Spatio-temporal dynamics of semiconductor lasers: Theory, modelling and analysis

The spatio-temporal dynamics of semiconductor lasers is studied theoretically on the basis of semiclassic laser theory. The carrier dynamics is described in a density-matrix approach and the coupled set of equations of motion for the active medium and the light field are derived. Several approximations related to separations of length and time scales are discussed, resulting in a hierarchy of model equations leading from microscopic to macroscopic levels of description. By numerically solving space-dependent coupled partial differential equations for the (complex) optical fields, the interband polarization and the charge carrier distribution functions on the various levels of the hierarchy the formation and longitudinal propagation of unstable transverse optical filamentary structures is analyzed in a model configuration for typical double-heterostructure multi-stripe and broad-area lasers.
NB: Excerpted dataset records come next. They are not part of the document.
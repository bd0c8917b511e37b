//! Polymorphic question record (spec.md §3, §9).
//!
//! One variant per question type; the shared dispatcher (`dispatcher.rs`)
//! matches on the tag and hands the live `Question` to the matching
//! handler module. Each variant mixes the fields loaded from the quiz
//! document with the runtime fields the engine mutates in place while the
//! question is live (answer tallies, eliminated players, selected words,
//! ...) — the spec treats a loaded question as immutable except for those
//! engine-written fields, so there is no separate "state" struct to keep in
//! sync.

use std::collections::{HashMap, HashSet};
use std::time::Duration;

use protocol::{BlindMapPhase, GuessPhase, RadiusPreset, Team};

#[derive(Debug, Clone)]
pub struct Question {
    pub length_seconds: u32,
    pub category: String,
    pub kind: QuestionKind,
}

impl Question {
    pub fn length_ms(&self) -> u64 {
        Duration::from_secs(self.length_seconds as u64).as_millis() as u64
    }
}

#[derive(Debug, Clone)]
pub enum QuestionKind {
    Abcd(ChoiceQuestion),
    TrueFalse(ChoiceQuestion),
    OpenAnswer(OpenAnswerQuestion),
    GuessANumber(GuessANumberQuestion),
    MathQuiz(MathQuizQuestion),
    WordChain(WordChainQuestion),
    Drawing(DrawingQuestion),
    BlindMap(BlindMapQuestion),
}

impl QuestionKind {
    pub fn is_word_chain(&self) -> bool {
        matches!(self, QuestionKind::WordChain(_))
    }
}

/// ABCD and TRUE_FALSE share one representation: TRUE_FALSE just loads with
/// `options.len() == 2`.
#[derive(Debug, Clone, Default)]
pub struct ChoiceQuestion {
    pub options: Vec<String>,
    pub answer: usize,

    // Runtime.
    pub answers_received: usize,
    pub answer_counts: Vec<u32>,
    /// Players (free-for-all) or teams (team mode) that already answered.
    pub answered: HashSet<String>,
    pub completed: bool,
}

#[derive(Debug, Clone, Default)]
pub struct OpenAnswerQuestion {
    pub open_answer: String,

    // Runtime.
    pub correct_players: HashSet<String>,
    pub revealed_positions: HashSet<usize>,
    pub correct_count: usize,
    pub player_answers: Vec<PlayerAnswer>,
    pub completed: bool,
}

#[derive(Debug, Clone)]
pub struct PlayerAnswer {
    pub player_name: String,
    pub answer: String,
    pub is_correct: bool,
    pub player_color: String,
}

#[derive(Debug, Clone, Default)]
pub struct GuessANumberQuestion {
    pub number_answer: f64,

    // Runtime, free-for-all.
    pub guesses: HashMap<String, f64>,

    // Runtime, team mode. Teams take their captain-guess/vote cycle one at
    // a time; `active_team` tracks whose turn it is, `team_results` the
    // locked-in answer each team has already produced.
    pub phase: Option<GuessPhase>,
    pub active_team: Option<Team>,
    pub captain_guess: Option<f64>,
    pub votes: HashMap<String, bool>,
    pub team_results: HashMap<Team, f64>,
    pub completed: bool,
}

#[derive(Debug, Clone)]
pub struct MathSequence {
    pub equation: String,
    pub answer: f64,
    pub length_seconds: u32,
}

#[derive(Debug, Clone, Default)]
pub struct MathQuizQuestion {
    pub sequences: Vec<MathSequence>,

    // Runtime.
    pub current_sequence: usize,
    pub eliminated_players: HashSet<String>,
    /// answered[sequence_index] = set of players who already locked an answer this sequence.
    pub answered: Vec<HashSet<String>>,
    pub teams_scored: Vec<HashSet<Team>>,
    pub sequence_start_ms: Vec<i64>,
    pub math_quiz_points: HashMap<String, i64>,
    pub completed: bool,
}

#[derive(Debug, Clone, Default)]
pub struct WordChainQuestion {
    pub first_word: Option<String>,

    // Runtime.
    pub current_letter: char,
    pub used_words: HashSet<String>,
    pub word_chain: Vec<ChainEntry>,
    pub player_order: Vec<String>,
    pub team_indexes: HashMap<Team, usize>,
    pub current_player: String,
    pub eliminated_players: HashSet<String>,
    pub previous_players: Vec<String>,
    pub next_players: Vec<String>,
    pub game_points: HashMap<String, i64>,
    pub bomb_duration_ms: u64,
    pub completed: bool,
}

#[derive(Debug, Clone)]
pub struct ChainEntry {
    pub word: String,
    pub player: String,
    pub team: Option<Team>,
}

#[derive(Debug, Clone, Default)]
pub struct DrawingQuestion {
    pub drawer: String,
    pub team: Option<Team>,
    pub words: Vec<String>,

    // Runtime.
    pub selected_word: Option<String>,
    pub is_late_selection: bool,
    pub revealed_positions: HashSet<usize>,
    pub correct_guessers: HashSet<String>,
    pub drawing_stats: Vec<PlayerAnswer>,
    pub drawer_points_earned: i64,
    pub completed: bool,
}

#[derive(Debug, Clone)]
pub struct BlindMapClues {
    pub clue1: Option<String>,
    pub clue2: Option<String>,
    pub clue3: Option<String>,
}

#[derive(Debug, Clone, Default)]
pub struct BlindMapQuestion {
    pub city_name: String,
    pub anagram: String,
    pub location_x: f64,
    pub location_y: f64,
    pub map_type: String,
    pub radius_preset: Option<RadiusPreset>,
    pub clues: Option<BlindMapClues>,

    // Runtime.
    pub phase: Option<BlindMapPhase>,
    pub solved_order: Vec<String>,
    pub active_team: Option<Team>,
    pub locations: HashMap<String, (f64, f64)>,
    pub captain_submissions: HashMap<Team, (f64, f64)>,
    pub revealed_clue_index: usize,
    pub completed: bool,
}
Spectral and spatial hole burning which is observed in the simulated carrier distributions reflects the interplay between stimulated emission and the relaxation dynamics of the carrier distributions as well as the polarization. Its details are strongly influenced by the momentum and density dependence of the microscopic relaxation rates. The transverse hole burning leads to complex spatio-temporal patterns in the macroscopic intensity picture. This complex spatio-temporal dynamic behavior in multi-stripe and broad-area lasers is analyzed by various theoretical tools which allows one to quantify the degree of complexity.